Follow TV Tropes

Following

Music / Lee Ann Womack

Go To

Lee Ann Womack (born August 19, 1966) is an American Country Music singer who rose to fame at the end of The '90s with a twangy neotraditionalist sound, despite being best known for her lush pop ballad "I Hope You Dance".

A native of Jacksonville, Texas, Womack worked as an intern at MCA Records, and then got her break when Ricky Skaggs cut a song of hers. She signed to Decca in 1996 and had modest success with her first two albums, Lee Ann Womack and Some Things I Know. These discs, both produced by Mark Wright, displayed a traditional country influence with ballads such as "The Fool" and "A Little Past Little Rock".

Following the closure of Decca in 1999, she moved to MCA in 2000. It was there that she had her biggest hit with "I Hope You Dance", a beloved pop Parental Love Song from mother to child, with a guest vocal from country group Sons of the Desert. The song was her only #1 hit on the country charts, and a Top 20 pop hit. The corresponding album included another minor hit in a cover of Rodney Crowell's "Ashes by Now", but after that, her momentum tapered off some: neither single from Something Worth Leaving Behind made much noise, nor did "The Wrong Girl" from a Greatest Hits Album. There's More Where That Came From saw a minor return to commercial success, as well as a return to her older twangier sound, driven by the ballad "I May Hate Myself in the Morning". One last MCA album, Call Me Crazy, was issued in 2008, and all of her material since has been on smaller independent labels.
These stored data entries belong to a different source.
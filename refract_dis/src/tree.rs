//! Nested-code enumeration.
//!
//! Code objects nest through their constant pools; viewers want the whole
//! family at once. The tree is an index-addressed arena: a code object
//! reachable through two pools gets two nodes, so node identity is the
//! path that found it, never pointer identity.

use std::sync::Arc;

use refract_core::CodeObject;
use smallvec::SmallVec;

/// Most constant pools hold only a handful of nested definitions.
const INLINE_CHILDREN: usize = 4;

/// Stable handle to a node in a [`CodeTree`].
#[derive(Debug, Clone, Copy, PartialEq, Eq, Hash)]
pub struct NodeId(u32);

impl NodeId {
    /// Index into the arena.
    #[must_use]
    pub const fn index(self) -> usize {
        self.0 as usize
    }
}

/// One code object and its direct nested definitions.
#[derive(Debug, Clone)]
pub struct CodeNode {
    /// The code object at this node.
    pub code: Arc<CodeObject>,
    /// Children in constant-pool order.
    pub children: SmallVec<[NodeId; INLINE_CHILDREN]>,
}

/// Ownership tree over a root code object and everything nested below it.
#[derive(Debug, Clone)]
pub struct CodeTree {
    nodes: Vec<CodeNode>,
}

impl CodeTree {
    /// Builds the tree from `root` with an explicit worklist. Code objects
    /// are immutable, so the nesting relation cannot cycle and the walk
    /// always terminates.
    #[must_use]
    pub fn build(root: Arc<CodeObject>) -> Self {
        let mut nodes = vec![CodeNode {
            code: root,
            children: SmallVec::new(),
        }];
        let mut pending = vec![NodeId(0)];
        while let Some(id) = pending.pop() {
            let code = Arc::clone(&nodes[id.index()].code);
            for nested in code.nested_codes() {
                let child = NodeId(nodes.len() as u32);
                nodes.push(CodeNode {
                    code: Arc::clone(nested),
                    children: SmallVec::new(),
                });
                nodes[id.index()].children.push(child);
                pending.push(child);
            }
        }
        CodeTree { nodes }
    }

    /// The root's id.
    #[must_use]
    pub const fn root(&self) -> NodeId {
        NodeId(0)
    }

    /// Node lookup.
    ///
    /// # Panics
    ///
    /// Panics when `id` comes from a different tree and is out of range.
    #[must_use]
    pub fn node(&self, id: NodeId) -> &CodeNode {
        &self.nodes[id.index()]
    }

    /// Number of code objects in the tree, root included.
    #[must_use]
    pub fn len(&self) -> usize {
        self.nodes.len()
    }

    /// A built tree always holds at least its root.
    #[must_use]
    pub fn is_empty(&self) -> bool {
        self.nodes.is_empty()
    }

    /// Pre-order traversal, children in constant-pool order, each node
    /// paired with its depth (root = 0).
    pub fn depth_first(&self) -> impl Iterator<Item = (NodeId, usize)> + '_ {
        DepthFirst {
            tree: self,
            stack: vec![(self.root(), 0)],
        }
    }
}

struct DepthFirst<'a> {
    tree: &'a CodeTree,
    stack: Vec<(NodeId, usize)>,
}

impl Iterator for DepthFirst<'_> {
    type Item = (NodeId, usize);

    fn next(&mut self) -> Option<(NodeId, usize)> {
        let (id, depth) = self.stack.pop()?;
        for &child in self.tree.node(id).children.iter().rev() {
            self.stack.push((child, depth + 1));
        }
        Some((id, depth))
    }
}

// =============================================================================
// Tests
// =============================================================================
Womack is married to record producer Frank Liddell, best known for being Miranda Lambert's producer. She was previously married to singer-songwriter Jason Sellers, and their daughter Aubrie Sellers is also a country music singer.


Discography:

  • Lee Ann Womack (1997)
  • Some Things I Know (1998)
  • I Hope You Dance (2000)
  • Something Worth Leaving Behind (2002)
  • The Season for Romance (2002)
  • Greatest Hits (2004)
  • There's More Where That Came From (2005)
  • Call Me Crazy (2008)
  • The Way I'm Livin'' (2014)
  • Trouble in Mind (EP) (2015)
  • The Lonely, the Lonesome & the Gone (2017)

Tropes present:

  • Break-Up Song: "A Little Past Little Rock" is about a woman driving away from her failed relationship ("I'm a little past Little Rock / But a long way from over you").
  • Christmas Songs: The Season for Romance
  • Double-Meaning Title: "Last Call," about a woman getting a call from a cheating ex late at night when he's drunk, saying he still loves her and needs a ride home. The bar is closing down (it's "last call") and he only ever calls her when he's drunk ("I'm always your last call").
  • Green-Eyed Monster: "I'll Think of a Reason Later" has her voicing jealousy toward her ex's new lover.
  • Irony: The above-mentioned "A Little Past Little Rock" (which is a breakup song) and "I May Hate Myself in the Morning" (about having a one-night stand with an ex) both feature her ex-husband, Jason Sellers, on backing vocals.
  • Love Triangle: "The Fool" has a variant. The narrator confronts a woman, stating awareness that her man is still carrying a flame for his ex ("I'm the fool in love with the fool / Who's still in love with you").
  • Lyric Swap: "Why They Call It Falling" questions the metaphor of "falling in love", by expressing the highs and joys of love with the question "Why they call it falling, I don't know." Then come the line "Sooner or later, you have to come down", she expresses the downfall when her lover finds someone new, and then states "Why they call it falling, now I know."
  • Mustache Vandalism: In "I'll Think of a Reason Later", she vandalizes a picture of the woman that her ex is now with by drawing horns and blacking out a tooth with a marker.
  • New Sound Album: I Hope You Dance and Something Worth Leaving Behind were far more slick and poppy than her other albums.
  • Ocean Awe: "I Hope You Dance" has the line "I hope you still feel small when you stand beside the ocean".
  • One-Steve Limit: Lee Ann Womack is not related to Drew Womack, lead singer of "I Hope You Dance" featured artists Sons of the Desert.
  • Parental Love Song: "I Hope You Dance" (parent to child).
  • Retraux: The There's More Where That Came From album art was intended to evoke this, going with the album's neotraditional sound.
  • There Is a God!: Her single of that name uses this as a recognition of the work of God in such things as the beauty of nature, or the inexplicable cure of diseases.
  • Title-Only Chorus: "I Hope You Dance", not counting the counterpoint sung by Sons of the Desert (which was scrubbed from the pop edit).
  • Working with the Ex: Even though she divorced Jason Sellers in 1997, she has recorded several of his songs and even had him sing backing vocals a few times.